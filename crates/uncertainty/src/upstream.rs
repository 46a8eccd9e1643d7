//! Forwarding pass-through traffic to a real upstream.

use crate::config::UpstreamConfig;
use crate::error::{BehaviourError, Result};
use crate::handler::{Handler, Request, Response};
use bytes::Bytes;
use http_body_util::{BodyExt, Full};
use hyper_util::client::legacy::connect::HttpConnector;
use hyper_util::client::legacy::Client;
use hyper_util::rt::TokioExecutor;
use std::time::Duration;
use tokio::runtime::Handle;
use tracing::{debug, error};

pub type HttpClient = Client<HttpConnector, Full<Bytes>>;

/// Downstream handler that forwards requests to an HTTP upstream.
///
/// Behaviours run on blocking threads, so `handle` drives the async client by
/// blocking on the runtime it was created in. It must not be called from
/// inside an async task.
#[derive(Clone)]
pub struct UpstreamHandler {
    client: HttpClient,
    base_url: String,
    timeout: Duration,
    runtime: Handle,
}

impl UpstreamHandler {
    /// Create a handler bound to the current tokio runtime.
    pub fn new(config: &UpstreamConfig) -> Result<Self> {
        let runtime = Handle::try_current().map_err(|e| {
            BehaviourError::configuration(format!("Upstream handler needs a tokio runtime: {e}"))
        })?;
        Ok(Self::with_runtime(config, runtime))
    }

    pub fn with_runtime(config: &UpstreamConfig, runtime: Handle) -> Self {
        let mut connector = HttpConnector::new();
        connector.set_connect_timeout(Some(Duration::from_millis(config.timeout_ms)));

        let client = Client::builder(TokioExecutor::new())
            .pool_idle_timeout(Duration::from_secs(90))
            .build(connector);

        Self {
            client,
            base_url: config.url.trim_end_matches('/').to_string(),
            timeout: Duration::from_millis(config.timeout_ms),
            runtime,
        }
    }

    pub fn base_url(&self) -> &str {
        &self.base_url
    }

    fn upstream_request(&self, request: &Request) -> Result<hyper::Request<Full<Bytes>>> {
        let path = request
            .uri()
            .path_and_query()
            .map(|pq| pq.as_str())
            .unwrap_or("/");
        let full_uri = format!("{}{}", self.base_url, path);
        debug!("Forwarding to: {}", full_uri);

        let mut builder = hyper::Request::builder()
            .method(request.method().clone())
            .uri(full_uri);

        // Copy headers (skip host)
        for (key, value) in request.headers() {
            if key != hyper::header::HOST {
                builder = builder.header(key, value);
            }
        }

        Ok(builder.body(Full::new(request.body().clone()))?)
    }

    async fn forward(&self, request: hyper::Request<Full<Bytes>>) -> Result<Response> {
        let response = self.client.request(request).await.map_err(|e| {
            error!("Failed to forward request to upstream: {}", e);
            BehaviourError::downstream(format!("upstream request failed: {e}"))
        })?;

        let (parts, body) = response.into_parts();
        let body = body.collect().await.map_err(|e| {
            error!("Failed to collect upstream response body: {}", e);
            BehaviourError::downstream(format!("failed to read upstream response: {e}"))
        })?;
        Ok(Response::from_parts(parts, body.to_bytes()))
    }
}

impl std::fmt::Debug for UpstreamHandler {
    fn fmt(&self, f: &mut std::fmt::Formatter<'_>) -> std::fmt::Result {
        f.debug_struct("UpstreamHandler")
            .field("base_url", &self.base_url)
            .field("timeout", &self.timeout)
            .finish()
    }
}

impl Handler for UpstreamHandler {
    fn handle(&self, request: &Request) -> Result<Response> {
        let upstream_request = self.upstream_request(request)?;
        let timeout = self.timeout;
        self.runtime.block_on(async {
            match tokio::time::timeout(timeout, self.forward(upstream_request)).await {
                Ok(result) => result,
                Err(_) => Err(BehaviourError::downstream(format!(
                    "upstream did not answer within {}ms",
                    timeout.as_millis()
                ))),
            }
        })
    }
}

#[cfg(test)]
mod tests {
    use super::*;
    use hyper::server::conn::http1;
    use hyper::service::service_fn;
    use hyper_util::rt::TokioIo;
    use std::convert::Infallible;
    use std::sync::Arc;
    use tokio::net::TcpListener;

    fn config(url: String, timeout_ms: u64) -> UpstreamConfig {
        UpstreamConfig { url, timeout_ms }
    }

    /// Echo server: answers with the method, path and a marker header.
    async fn spawn_echo() -> std::net::SocketAddr {
        let listener = TcpListener::bind("127.0.0.1:0").await.unwrap();
        let addr = listener.local_addr().unwrap();
        tokio::spawn(async move {
            loop {
                let (stream, _) = listener.accept().await.unwrap();
                tokio::spawn(async move {
                    let service = service_fn(|req: hyper::Request<hyper::body::Incoming>| async move {
                        let marker = req
                            .headers()
                            .get("x-marker")
                            .and_then(|v| v.to_str().ok())
                            .unwrap_or("")
                            .to_string();
                        let body = format!(
                            "{} {} {}",
                            req.method(),
                            req.uri().path_and_query().map(|pq| pq.as_str()).unwrap_or("/"),
                            marker
                        );
                        Ok::<_, Infallible>(
                            hyper::Response::builder()
                                .status(201)
                                .header("x-echo", "true")
                                .body(Full::new(Bytes::from(body)))
                                .unwrap(),
                        )
                    });
                    let _ = http1::Builder::new()
                        .serve_connection(TokioIo::new(stream), service)
                        .await;
                });
            }
        });
        addr
    }

    #[tokio::test(flavor = "multi_thread", worker_threads = 2)]
    async fn test_forwards_request_and_response() {
        let addr = spawn_echo().await;
        let handler = Arc::new(UpstreamHandler::new(&config(format!("http://{addr}/"), 2_000)).unwrap());
        assert_eq!(handler.base_url(), format!("http://{addr}"));

        let response = tokio::task::spawn_blocking(move || {
            let request = hyper::Request::builder()
                .method("PUT")
                .uri("/items/3?verbose=1")
                .header("x-marker", "abc")
                .body(Bytes::new())
                .unwrap();
            handler.handle(&request)
        })
        .await
        .unwrap()
        .unwrap();

        assert_eq!(response.status(), 201);
        assert_eq!(response.headers().get("x-echo").unwrap(), "true");
        assert_eq!(response.body().as_ref(), b"PUT /items/3?verbose=1 abc");
    }

    #[tokio::test(flavor = "multi_thread", worker_threads = 2)]
    async fn test_unreachable_upstream_is_downstream_error() {
        // Bind then drop to get a port nothing listens on.
        let listener = TcpListener::bind("127.0.0.1:0").await.unwrap();
        let addr = listener.local_addr().unwrap();
        drop(listener);

        let handler = UpstreamHandler::new(&config(format!("http://{addr}"), 500)).unwrap();
        let result = tokio::task::spawn_blocking(move || {
            let request = hyper::Request::builder()
                .uri("/")
                .body(Bytes::new())
                .unwrap();
            handler.handle(&request)
        })
        .await
        .unwrap();

        assert!(matches!(result, Err(BehaviourError::Downstream(_))));
    }

    #[test]
    fn test_new_requires_runtime() {
        let err = UpstreamHandler::new(&config("http://127.0.0.1:1".to_string(), 100)).unwrap_err();
        assert!(matches!(err, BehaviourError::Configuration(_)));
    }
}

• [Exercise brief] Write out word for word every line from the one containing "let result = tokio::task::spawn_blocking(move" through the last line of the data, and no other line.

• [Solution for this problem]
        let result = tokio::task::spawn_blocking(move || {
            let request = hyper::Request::builder()
                .uri("/")
                .body(Bytes::new())
                .unwrap();
            handler.handle(&request)
        })
        .await
        .unwrap();

        assert!(matches!(result, Err(BehaviourError::Downstream(_))));
    }

    #[test]
    fn test_new_requires_runtime() {
        let err = UpstreamHandler::new(&config("http://127.0.0.1:1".to_string(), 100)).unwrap_err();
        assert!(matches!(err, BehaviourError::Configuration(_)));
    }
}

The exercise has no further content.